Two things about linux primitives
- Abstraction (mentioned) - View of the underlying system that is simpler than the underlying system. The system is restricted (ie. virtualized) from the perspective of the calling program.
- Virtualization - Building a higher level interface out of a lower level one, and not giving the programmer the ability to do everything the lower level can do (ie. restricting bad operations).
How to do virtualization in a reasonable way
0. The easiest way is to not do it. Basically, lots of globals, one main program. The advantage to this method is speed. The disadvantage to this method is that it is hard to debug and understand.
1. Function calling - Library functions (from the BIOS, OS, other libraries like the c standard library, etc). This implies the use of the stack to hold local variables.
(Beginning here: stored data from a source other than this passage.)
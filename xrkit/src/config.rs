use bitflags::bitflags;
use serde::{Deserialize, Serialize};

/// Which physical hand a tracked controller reports.
#[derive(Clone, Copy, Debug, PartialEq, Eq, Hash, Serialize, Deserialize)]
#[serde(rename_all = "lowercase")]
pub enum Handedness {
    Left,
    Right,
}

impl Handedness {
    pub fn other(self) -> Handedness {
        match self {
            Handedness::Left => Handedness::Right,
            Handedness::Right => Handedness::Left,
        }
    }
}

bitflags! {
    /// Set of hands a feature applies to.
    pub struct HandSet: u8 {
        const LEFT = 0b01;
        const RIGHT = 0b10;
    }
}

impl HandSet {
    pub fn contains_hand(self, hand: Handedness) -> bool {
        match hand {
            Handedness::Left => self.contains(HandSet::LEFT),
            Handedness::Right => self.contains(HandSet::RIGHT),
        }
    }
}

impl From<Handedness> for HandSet {
    fn from(hand: Handedness) -> HandSet {
        match hand {
            Handedness::Left => HandSet::LEFT,
            Handedness::Right => HandSet::RIGHT,
        }
    }
}

/// Hand selection as it appears in options files.
#[derive(Clone, Copy, Debug, PartialEq, Eq, Serialize, Deserialize)]
#[serde(rename_all = "lowercase")]
pub enum EnabledHands {
    Left,
    Right,
    Both,
}

impl EnabledHands {
    pub fn to_set(self) -> HandSet {
        match self {
            EnabledHands::Left => HandSet::LEFT,
            EnabledHands::Right => HandSet::RIGHT,
            EnabledHands::Both => HandSet::LEFT | HandSet::RIGHT,
        }
    }
}

/// Semantic names of the mapped gamepad buttons.
#[derive(Clone, Copy, Debug, PartialEq, Eq, Hash, Serialize, Deserialize)]
pub enum ButtonName {
    Trigger,
    Grip,
    Joystick,
    ButtonX,
    ButtonY,
    ButtonA,
    ButtonB,
}

// Index-aligned to the hardware button array of the supported controller
// profile; `None` entries are unmapped reserved slots.
const LEFT_BUTTONS: [Option<ButtonName>; 8] = [
    Some(ButtonName::Trigger),
    Some(ButtonName::Grip),
    None,
    Some(ButtonName::Joystick),
    Some(ButtonName::ButtonX),
    Some(ButtonName::ButtonY),
    None,
    None,
];

const RIGHT_BUTTONS: [Option<ButtonName>; 8] = [
    Some(ButtonName::Trigger),
    Some(ButtonName::Grip),
    None,
    Some(ButtonName::Joystick),
    Some(ButtonName::ButtonA),
    Some(ButtonName::ButtonB),
    None,
    None,
];

/// The button mapping for one hand.
pub fn buttons_mapping(handedness: Handedness) -> &'static [Option<ButtonName>; 8] {
    match handedness {
        Handedness::Left => &LEFT_BUTTONS,
        Handedness::Right => &RIGHT_BUTTONS,
    }
}

/// Options for the controllers manager.
#[derive(Clone, Copy, Debug, Serialize, Deserialize)]
#[serde(default)]
pub struct ManagerOptions {
    /// The user's dominant hand; `skilled_hand()` resolves to it.
    pub user_handedness: Handedness,
}

impl Default for ManagerOptions {
    fn default() -> Self {
        ManagerOptions {
            user_handedness: Handedness::Right,
        }
    }
}

#[cfg(test)]
mod tests {
    use super::*;

    #[test]
    fn test_mappings_are_index_aligned() {
        assert_eq!(LEFT_BUTTONS.len(), RIGHT_BUTTONS.len());
        assert_eq!(
            buttons_mapping(Handedness::Left)[4],
            Some(ButtonName::ButtonX)
        );
        assert_eq!(
            buttons_mapping(Handedness::Right)[4],
            Some(ButtonName::ButtonA)
        );
        assert_eq!(buttons_mapping(Handedness::Right)[2], None);
    }

    #[test]
    fn test_enabled_hands_to_set() {
        assert!(EnabledHands::Both.to_set().contains_hand(Handedness::Left));
        assert!(EnabledHands::Both.to_set().contains_hand(Handedness::Right));
        assert!(!EnabledHands::Right.to_set().contains_hand(Handedness::Left));
    }

    #[test]
    fn test_enabled_hands_deserializes_lowercase() {
        let parsed: EnabledHands = serde_json::from_str("\"both\"").unwrap();
        assert_eq!(parsed, EnabledHands::Both);
    }
}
Sample function calling method
Take, for instance, this simple recursive function that calculates a factorial:
int fact(int n) {
if(n == 0)
return 1;
else
return fact(n-1) * n;
}
To compile this properly, you need to make sure that you disable all levels of optimization by including -O0 in the compile flags. If you compile with level 2 optimization (-O2, default) the compiler will smartly change this into a simple loop instead of recursion. The correct way to compile is gcc -S -O0 fact.c
The assembly language for the function is shown below:
fact:
pushl %ebp Save frame pointer (fp)
movl $1, %eax Get ready to return 1
movl %esp, %ebp Establish our new fp
subl $8, %esp Create our new frame
movl %ebx, -4(%ebp) Save ebx to the stack
movl 8(%ebp), %ebx ebx = n
testl %ebx, %ebx n = 0?
jne .L5 Recursive case
.L1:
movl -4(%ebp0, %ebx Restore ebx
movl %ebp, %esp Restore stack pointer
popl %ebp Restore frame pointer
ret Return to calling function (restore instruction pointer)
.L5:
leal -1(%ebx),%eax eax = ebx - 1
movl %eax, (%esp) store n-1 as argument for inner function
call fact push return address, jump to fact
imul %eax, (%esp) (n - 1) * n
jmp .L1
To call this function properly, you would set up like such:
pushl %3 fact(3)
call fact call the factorial function
addl $4, %esp pop argument off stack
The result of the function is now in eax.